Cuts-Curves and Movements

Tuesday, January 12, 2010

Exercise Schedule for Women

Exercise Schedule for Women
Fitting the right exercises into your exercise schedule is a critical element if you aim to have a fit and healthy body. Many a times, sticking to a rigid exercise schedule is very difficult for working professionals as well as homemakers. There are many kinds of interruptions that can break your exercise schedule, even if you spend most of your day at home. To follow an exercise schedule that suits your lifestyle and physical needs is very essential to both stay fit as well as healthy. For homemakers and stay-at-home moms, we suggest the following small but effective exercises to suit their requirements:
• Running or jogging for short distances:
Although it might be a little taxing to fit in an elaborate exercise schedule in your routine household chores, but running or jogging are simple and easy exercises. They are simple cardiac exercises and very beneficial for your health and effective in maintaining a beautiful body.
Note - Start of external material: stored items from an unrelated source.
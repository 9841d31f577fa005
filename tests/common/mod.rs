#![allow(dead_code)]

use std::sync::{Arc, Mutex, Once};
use std::time::Duration;

use tracing_subscriber::{fmt, EnvFilter};

use taskflow::{Flow, RecordingReporter, RetryPolicy};

static INIT: Once = Once::new();

/// Initialise tracing for tests.
///
/// Uses `with_test_writer()`, so output only shows for failing tests unless
/// run with `-- --nocapture`. Enable levels with e.g. `RUST_LOG=debug`.
pub fn init_tracing() {
    INIT.call_once(|| {
        let filter =
            EnvFilter::try_from_default_env().unwrap_or_else(|_| EnvFilter::new("info"));

        fmt()
            .with_env_filter(filter)
            .with_test_writer()
            .with_target(true)
            .init();
    });
}

/// A flow wired to an in-memory reporter, without retry delays.
pub fn recorded_flow(name: &str) -> (Flow, Arc<RecordingReporter>) {
    init_tracing();
    let reporter = Arc::new(RecordingReporter::new());
    let flow = Flow::new(name)
        .with_retry_policy(RetryPolicy::none())
        .with_reporter(reporter.clone());
    (flow, reporter)
}

#[derive(Debug, Clone, Copy, PartialEq, Eq)]
pub enum Phase {
    Start,
    Finish,
}

/// Ordered log of task starts and finishes, written by the task bodies.
#[derive(Clone, Default)]
pub struct Timeline {
    log: Arc<Mutex<Vec<(String, Phase)>>>,
}

impl Timeline {
    pub fn start(&self, task: &str) {
        self.log.lock().unwrap().push((task.to_string(), Phase::Start));
    }

    pub fn finish(&self, task: &str) {
        self.log.lock().unwrap().push((task.to_string(), Phase::Finish));
    }

    fn position(&self, task: &str, phase: Phase) -> Option<usize> {
        self.log
            .lock()
            .unwrap()
            .iter()
            .position(|(t, p)| t == task && *p == phase)
    }

    pub fn started_at(&self, task: &str) -> Option<usize> {
        self.position(task, Phase::Start)
    }

    pub fn finished_at(&self, task: &str) -> Option<usize> {
        self.position(task, Phase::Finish)
    }

    pub fn start_count(&self, task: &str) -> usize {
        self.log
            .lock()
            .unwrap()
            .iter()
            .filter(|(t, p)| t == task && *p == Phase::Start)
            .count()
    }

    pub fn starts(&self) -> Vec<String> {
        self.log
            .lock()
            .unwrap()
            .iter()
            .filter(|(_, p)| *p == Phase::Start)
            .map(|(t, _)| t.clone())
            .collect()
    }

    pub fn ran(&self, task: &str) -> bool {
        self.started_at(task).is_some()
    }
}

/// Adds a task that logs itself on `timeline` and sleeps for `work_ms`.
pub fn add_logged(flow: &mut Flow, timeline: &Timeline, name: &str, work_ms: u64, deps: &[&str]) {
    let timeline = timeline.clone();
    let task = name.to_string();
    flow.add_task(
        name,
        move || {
            let timeline = timeline.clone();
            let task = task.clone();
            async move {
                timeline.start(&task);
                tokio::time::sleep(Duration::from_millis(work_ms)).await;
                timeline.finish(&task);
                Ok(())
            }
        },
        deps,
    )
    .unwrap();
}
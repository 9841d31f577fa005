//! Logging setup using `tracing` + `tracing-subscriber`.
//!
//! Priority for determining the filter:
//! 1. the `level` argument (if provided)
//! 2. `TASKFLOW_LOG` environment variable (any `EnvFilter` directive)
//! 3. default to `info`
//!
//! Logs go to STDERR. The JSON format emits one object per event so that
//! the `pipeline` / `step` fields can be queried by a log collector.

use std::str::FromStr;

use anyhow::{Result, anyhow};
use tracing_subscriber::EnvFilter;
use tracing_subscriber::fmt;

pub const ENV_LOG: &str = "TASKFLOW_LOG";

#[derive(Debug, Clone, Copy, PartialEq, Eq, Default)]
pub enum LogFormat {
    #[default]
    Text,
    Json,
}

impl FromStr for LogFormat {
    type Err = String;

    fn from_str(s: &str) -> std::result::Result<Self, Self::Err> {
        match s.trim().to_lowercase().as_str() {
            "text" | "pretty" => Ok(LogFormat::Text),
            "json" => Ok(LogFormat::Json),
            other => Err(format!(
                "invalid log format: {other} (expected \"text\" or \"json\")"
            )),
        }
    }
}

/// Initialise the global logging subscriber.
///
/// Returns an error if a global subscriber is already installed.
pub fn init_logging(format: LogFormat, level: Option<tracing::Level>) -> Result<()> {
    let filter = build_filter(level, std::env::var(ENV_LOG).ok().as_deref());

    let builder = fmt()
        .with_env_filter(filter)
        .with_target(true)
        .with_thread_ids(false)
        .with_thread_names(false)
        .with_writer(std::io::stderr);

    match format {
        LogFormat::Text => builder.try_init(),
        LogFormat::Json => builder.json().try_init(),
    }
    .map_err(|e| anyhow!("failed to install tracing subscriber: {e}"))
}

fn build_filter(level: Option<tracing::Level>, env_value: Option<&str>) -> EnvFilter {
    if let Some(level) = level {
        return EnvFilter::new(level.to_string().to_lowercase());
    }
    env_value
        .and_then(|s| EnvFilter::try_new(s.trim()).ok())
        .unwrap_or_else(|| EnvFilter::new("info"))
}
//! Named pipelines and the table that holds them.
//!
//! A pipeline builds one [`crate::Flow`] per request and runs it. The
//! registry is an explicit value constructed at startup and handed to
//! whatever serves requests.

use std::collections::BTreeMap;
use std::fmt::{Display, Write};
use std::sync::Arc;

use async_trait::async_trait;
use serde::{Deserialize, Serialize};
use tracing::info;

use crate::{FlowError, Result, RunContext, RunOptions};

/// Incoming request for a pipeline run.
#[derive(Debug, Clone, Default, PartialEq, Eq, Serialize, Deserialize)]
pub struct PipelineRequest {
    pub shipment_id: String,
    /// Step names to mark done without running them.
    #[serde(default, skip_serializing_if = "Vec::is_empty")]
    pub skip_steps: Vec<String>,
}

impl PipelineRequest {
    pub fn new(shipment_id: impl Into<String>) -> Self {
        Self {
            shipment_id: shipment_id.into(),
            skip_steps: Vec::new(),
        }
    }

    pub fn run_options(&self) -> RunOptions {
        RunOptions::new().skip(self.skip_steps.iter().cloned())
    }
}

/// Outcome of a pipeline run as returned to the caller.
#[derive(Debug, Clone, Default, PartialEq, Eq, Serialize, Deserialize)]
pub struct PipelineResult {
    pub success: bool,
    #[serde(default, skip_serializing_if = "Option::is_none")]
    pub record_id: Option<String>,
    #[serde(default, skip_serializing_if = "Option::is_none")]
    pub file_id: Option<String>,
    #[serde(default)]
    pub email_sent: bool,
    #[serde(default, skip_serializing_if = "Option::is_none")]
    pub error: Option<String>,
}

impl PipelineResult {
    pub fn succeeded(record_id: Option<String>, file_id: Option<String>, email_sent: bool) -> Self {
        Self {
            success: true,
            record_id,
            file_id,
            email_sent,
            error: None,
        }
    }

    /// A non-success result carrying only the error text.
    pub fn failed(error: impl Display) -> Self {
        Self {
            success: false,
            error: Some(error.to_string()),
            ..Self::default()
        }
    }
}

#[async_trait]
pub trait Pipeline: Send + Sync {
    fn name(&self) -> &str;
    fn description(&self) -> &str;
    /// Step (task) names in registration order.
    fn steps(&self) -> Vec<String>;

    /// Runs one request. Flow failures come back as a non-success
    /// [`PipelineResult`]; `Err` is reserved for requests that could not be
    /// started at all.
    async fn run(&self, ctx: RunContext, request: PipelineRequest) -> Result<PipelineResult>;
}

/// Listing entry for a registered pipeline.
#[derive(Debug, Clone, PartialEq, Eq, Serialize)]
pub struct PipelineDescriptor {
    pub name: String,
    pub description: String,
    pub steps: Vec<String>,
}

#[derive(Default)]
pub struct PipelineRegistry {
    pipelines: BTreeMap<String, Arc<dyn Pipeline>>,
}

impl PipelineRegistry {
    pub fn new() -> Self {
        Self::default()
    }

    pub fn register(&mut self, pipeline: Arc<dyn Pipeline>) -> Result<()> {
        let name = pipeline.name().to_string();
        if self.pipelines.contains_key(&name) {
            return Err(FlowError::DuplicatePipeline(name));
        }
        self.pipelines.insert(name, pipeline);
        Ok(())
    }

    pub fn get(&self, name: &str) -> Option<Arc<dyn Pipeline>> {
        self.pipelines.get(name).cloned()
    }

    /// Registered names, sorted.
    pub fn names(&self) -> Vec<String> {
        self.pipelines.keys().cloned().collect()
    }

    pub fn len(&self) -> usize {
        self.pipelines.len()
    }

    pub fn is_empty(&self) -> bool {
        self.pipelines.is_empty()
    }

    pub fn descriptors(&self) -> Vec<PipelineDescriptor> {
        self.pipelines
            .values()
            .map(|p| PipelineDescriptor {
                name: p.name().to_string(),
                description: p.description().to_string(),
                steps: p.steps(),
            })
            .collect()
    }

    pub fn list_with_descriptions(&self) -> String {
        if self.pipelines.is_empty() {
            return "No pipelines registered".to_string();
        }

        let mut out = String::from("Available pipelines:\n");
        for d in self.descriptors() {
            let _ = writeln!(out, "  {} - {} ({} steps)", d.name, d.description, d.steps.len());
        }
        out
    }

    pub async fn run(
        &self,
        name: &str,
        ctx: RunContext,
        request: PipelineRequest,
    ) -> Result<PipelineResult> {
        let pipeline = self
            .get(name)
            .ok_or_else(|| FlowError::UnknownPipeline(name.to_string()))?;

        info!(
            pipeline = name,
            shipment_id = %request.shipment_id,
            skip_steps = ?request.skip_steps,
            "pipeline requested"
        );
        pipeline.run(ctx, request).await
    }
}

impl std::fmt::Debug for PipelineRegistry {
    fn fmt(&self, f: &mut std::fmt::Formatter<'_>) -> std::fmt::Result {
        f.debug_struct("PipelineRegistry")
            .field("pipelines", &self.pipelines.keys().collect::<Vec<_>>())
            .finish()
    }
}

#[cfg(test)]
mod tests {
    use super::*;

    #[test]
    fn request_json_round_trip_defaults_skip_steps() {
        let req: PipelineRequest = serde_json::from_str(r#"{"shipment_id":"00123"}"#).unwrap();
        assert_eq!(req, PipelineRequest::new("00123"));
        assert!(req.run_options().skip.is_empty());
    }

    #[test]
    fn request_skip_steps_become_run_options() {
        let req: PipelineRequest =
            serde_json::from_str(r#"{"shipment_id":"1","skip_steps":["send_email"]}"#).unwrap();
        assert!(req.run_options().skip.contains("send_email"));
    }

    #[test]
    fn failed_result_omits_ids() {
        let json = serde_json::to_value(PipelineResult::failed("boom")).unwrap();
        assert_eq!(
            json,
            serde_json::json!({"success": false, "email_sent": false, "error": "boom"})
        );
    }

    #[test]
    fn succeeded_result_carries_ids() {
        let result = PipelineResult::succeeded(Some("rec-1".into()), Some("file-9".into()), true);
        let json = serde_json::to_value(&result).unwrap();
        assert_eq!(json["record_id"], "rec-1");
        assert_eq!(json["file_id"], "file-9");
        assert_eq!(json["email_sent"], true);
        assert!(json.get("error").is_none());
    }

    #[test]
    fn empty_registry_listing() {
        let registry = PipelineRegistry::new();
        assert!(registry.is_empty());
        assert_eq!(registry.list_with_descriptions(), "No pipelines registered");
    }
}
use std::collections::{BTreeMap, HashMap, HashSet};
use std::future::Future;
use std::sync::Arc;
use std::time::Duration;

use futures::future::join_all;
use serde::Serialize;
use tokio::sync::Mutex;
use tokio::task::AbortHandle;
use tokio::time::Instant;
use tracing::{debug, warn};

use crate::task::task_fn;
use crate::{
    find_cycle, FlowError, Result, RetryExecutor, RetryPolicy, RunContext, RunReporter, Task,
    TaskFn, TaskState, TracingReporter,
};

/// Extra knobs for a single run.
#[derive(Debug, Clone, Default)]
pub struct RunOptions {
    /// Tasks to mark done without executing. Their dependents still wait
    /// for them to become ready in the usual way.
    pub skip: HashSet<String>,
}

impl RunOptions {
    pub fn new() -> Self {
        Self::default()
    }

    pub fn skip<I, S>(mut self, names: I) -> Self
    where
        I: IntoIterator<Item = S>,
        S: Into<String>,
    {
        self.skip.extend(names.into_iter().map(Into::into));
        self
    }
}

/// What a successful run did.
#[derive(Debug, Clone, Serialize)]
pub struct RunSummary {
    pub flow: String,
    /// Tasks whose work ran to success.
    pub completed: usize,
    pub skipped: Vec<String>,
    pub waves: usize,
    pub elapsed: Duration,
    /// Completion order of executed tasks.
    pub order: Vec<String>,
    pub attempts: BTreeMap<String, u32>,
}

/// A named set of tasks with dependency edges, executed in waves.
///
/// A flow is built for one run: register tasks, call [`Flow::run`] once, read
/// the outcome. Task state is kept after the run for inspection, so a second
/// run finds everything already finished.
pub struct Flow {
    name: String,
    tasks: HashMap<String, Task>,
    order: Vec<String>,
    retry_policy: RetryPolicy,
    reporter: Arc<dyn RunReporter>,
    execution_order: Arc<Mutex<Vec<String>>>,
}
//! Verification event log
//!
//! A run reports progress and failures as timestamped, human-readable events.
//! The caller owns the sink; the verifier only appends to it.

use std::fmt;
use std::sync::Mutex;

use chrono::{DateTime, Utc};
use serde::Serialize;

/// Severity of an event
#[derive(Debug, Clone, Copy, PartialEq, Eq, Serialize)]
#[serde(rename_all = "lowercase")]
pub enum Level {
    Info,
    Warning,
    Error,
}

/// The verification pipeline an event belongs to
#[derive(Debug, Clone, Copy, PartialEq, Eq, Serialize)]
#[serde(rename_all = "lowercase")]
pub enum Pipeline {
    /// Release bundle → Sigstore verification
    Provenance,
    /// Enclave attestation → hardware verification
    Runtime,
}

impl fmt::Display for Pipeline {
    fn fmt(&self, f: &mut fmt::Formatter<'_>) -> fmt::Result {
        match self {
            Pipeline::Provenance => f.write_str("provenance"),
            Pipeline::Runtime => f.write_str("runtime"),
        }
    }
}

#[derive(Debug, Clone, PartialEq, Eq, Serialize)]
pub struct Event {
    pub timestamp: DateTime<Utc>,
    pub level: Level,
    #[serde(skip_serializing_if = "Option::is_none")]
    pub pipeline: Option<Pipeline>,
    pub message: String,
}

impl Event {
    fn new(level: Level, message: impl Into<String>) -> Self {
        Self {
            timestamp: Utc::now(),
            level,
            pipeline: None,
            message: message.into(),
        }
    }

    pub fn info(message: impl Into<String>) -> Self {
        Self::new(Level::Info, message)
    }

    pub fn warning(message: impl Into<String>) -> Self {
        Self::new(Level::Warning, message)
    }

    pub fn error(message: impl Into<String>) -> Self {
        Self::new(Level::Error, message)
    }

    pub fn in_pipeline(mut self, pipeline: Pipeline) -> Self {
        self.pipeline = Some(pipeline);
        self
    }
}

impl fmt::Display for Event {
    fn fmt(&self, f: &mut fmt::Formatter<'_>) -> fmt::Result {
        write!(f, "{} - ", self.timestamp.format("%Y/%m/%d %H:%M:%S"))?;
        if let Some(pipeline) = self.pipeline {
            write!(f, "[{}] ", pipeline)?;
        }
        if self.level == Level::Warning {
            f.write_str("WARNING: ")?;
        }
        f.write_str(&self.message)
    }
}

/// Append-only destination for verification events
///
/// Both pipelines append concurrently; implementations must keep each
/// caller's own appends in order.
pub trait EventSink: Send + Sync {
    fn record(&self, event: Event);
}

/// `tracing` target of the log records mirroring sink events
pub const EVENT_TARGET: &str = module_path!();

/// Records emitted events through `tracing` as well as the caller's sink
///
/// Subscribers that already display the sink can silence [`EVENT_TARGET`].
pub(crate) fn emit(sink: &dyn EventSink, event: Event) {
    match event.level {
        Level::Info => {
            tracing::info!(target: EVENT_TARGET, pipeline = ?event.pipeline, "{}", event.message)
        }
        Level::Warning => {
            tracing::warn!(target: EVENT_TARGET, pipeline = ?event.pipeline, "{}", event.message)
        }
        Level::Error => {
            tracing::error!(target: EVENT_TARGET, pipeline = ?event.pipeline, "{}", event.message)
        }
    }
    sink.record(event);
}

/// In-memory event log
#[derive(Debug, Default)]
pub struct MemorySink {
    events: Mutex<Vec<Event>>,
}

impl MemorySink {
    pub fn new() -> Self {
        Self::default()
    }

    /// Snapshot of the events recorded so far
    pub fn events(&self) -> Vec<Event> {
        self.events.lock().unwrap_or_else(|e| e.into_inner()).clone()
    }

    pub fn messages(&self) -> Vec<String> {
        self.events().into_iter().map(|e| e.message).collect()
    }

    pub fn len(&self) -> usize {
        self.events.lock().unwrap_or_else(|e| e.into_inner()).len()
    }

    pub fn is_empty(&self) -> bool {
        self.len() == 0
    }
}

impl EventSink for MemorySink {
    fn record(&self, event: Event) {
        self.events.lock().unwrap_or_else(|e| e.into_inner()).push(event);
    }
}

/// Discards every event
#[derive(Debug, Default, Clone, Copy)]
pub struct NullSink;

impl EventSink for NullSink {
    fn record(&self, _event: Event) {}
}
Running for even short distances lowers your cholesterol levels, burns fat really fast, builds your muscles, and also improves your respiratory system. You use over 80 percent of the ability of your lungs to pump in more oxygen in your system. You also reduce the risk of osteoporosis, which becomes a major problem in many women after menopause.
• Walking up the stairs:
If you have a staircase in your house, then you do not really need an exercise schedule to keep you healthy and fit. Simply climbing up the stairs at least eight to ten times a day will give your entire body good exercise without any schedule. Walking up and down the stairs benefits your leg muscles and reduces your fat to a great extent. You can try increasing your speed once you become accustomed to a particular speed. This way you move up from casual to more intense exercise levels. The step exercises are a great way to losing the Muffin tops or Spare tire from your body. A few minutes of this exercise works like magic.
• Biking or cycling
Intense exercises like cycling or biking give you a great work out for legs, heart and lungs, besides melting your fat. To fit these exercise in your personal exercise schedule, all you have to is get a bike and start cycling. If you can manage it, then cycling to your office is a great way to stay in shape. Cycling is a full body-exercise, which helps you reduce your weight, gives an attractive shape to your body, and also gives you a good cardio exercise. In addition to this, if you live on the outskirts of a city or in a town, you can explore new scenic trails and bike paths, which will make cycling more fun. A few kilometers of cycling especially in the morning is excellent for your health and rejuvenates your entire system.
• Brisk walking:
Taking brisk walk in your garden or veranda is very comfortable to include in your busy schedules even if you are a homemaker. You can do this activity anywhere and at anytime. Although a low intensity activity but walking up to 4 miles per hour can burn as much as 300 calories in an hour and you can easily accommodate this in your private exercise schedule.
Apart form this you can also include yoga in your exercise schedule, which is one of the best exercises.